● **Work order**: Look through the records, and whenever a line includes the word "struct", copy it.

Extracted data entries:
>>>>>

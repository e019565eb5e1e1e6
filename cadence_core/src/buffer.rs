//! Fixed-capacity ring of recent accelerometer samples.

use std::collections::VecDeque;

use cadence_traits::AccelReading;

/// One accelerometer sample with its precomputed magnitude. Immutable once created.
#[derive(Debug, Clone, Copy, PartialEq)]
pub struct Sample {
    pub timestamp_ms: u64,
    pub x: f64,
    pub y: f64,
    pub z: f64,
    pub magnitude: f64,
}

impl Sample {
    pub fn new(timestamp_ms: u64, x: f64, y: f64, z: f64) -> Self {
        Self {
            timestamp_ms,
            x,
            y,
            z,
            magnitude: (x * x + y * y + z * z).sqrt(),
        }
    }
}

impl From<AccelReading> for Sample {
    fn from(r: AccelReading) -> Self {
        Sample::new(r.timestamp_ms, r.x, r.y, r.z)
    }
}

/// FIFO ring; the oldest sample is evicted once capacity is reached.
#[derive(Debug, Clone)]
pub struct SampleBuffer {
    samples: VecDeque<Sample>,
    capacity: usize,
}

impl SampleBuffer {
    pub fn new(capacity: usize) -> Self {
        let capacity = capacity.max(1);
        Self {
            samples: VecDeque::with_capacity(capacity),
            capacity,
        }
    }

    pub fn push(&mut self, sample: Sample) {
        if self.samples.len() == self.capacity {
            self.samples.pop_front();
        }
        self.samples.push_back(sample);
    }

    pub fn len(&self) -> usize {
        self.samples.len()
    }

    pub fn is_empty(&self) -> bool {
        self.samples.is_empty()
    }

    pub fn capacity(&self) -> usize {
        self.capacity
    }

    pub fn clear(&mut self) {
        self.samples.clear();
    }

    /// Magnitudes of every buffered sample, oldest first.
    pub fn magnitudes(&self) -> Vec<f64> {
        self.samples.iter().map(|s| s.magnitude).collect()
    }

    /// Magnitudes of the most recent `n` samples (fewer if the buffer is shorter).
    pub fn recent_magnitudes(&self, n: usize) -> Vec<f64> {
        let skip = self.samples.len().saturating_sub(n);
        self.samples.iter().skip(skip).map(|s| s.magnitude).collect()
    }

    pub fn latest(&self) -> Option<&Sample> {
        self.samples.back()
    }
}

<<<<<

● **Exercise result**:
pub struct Sample {
pub struct SampleBuffer {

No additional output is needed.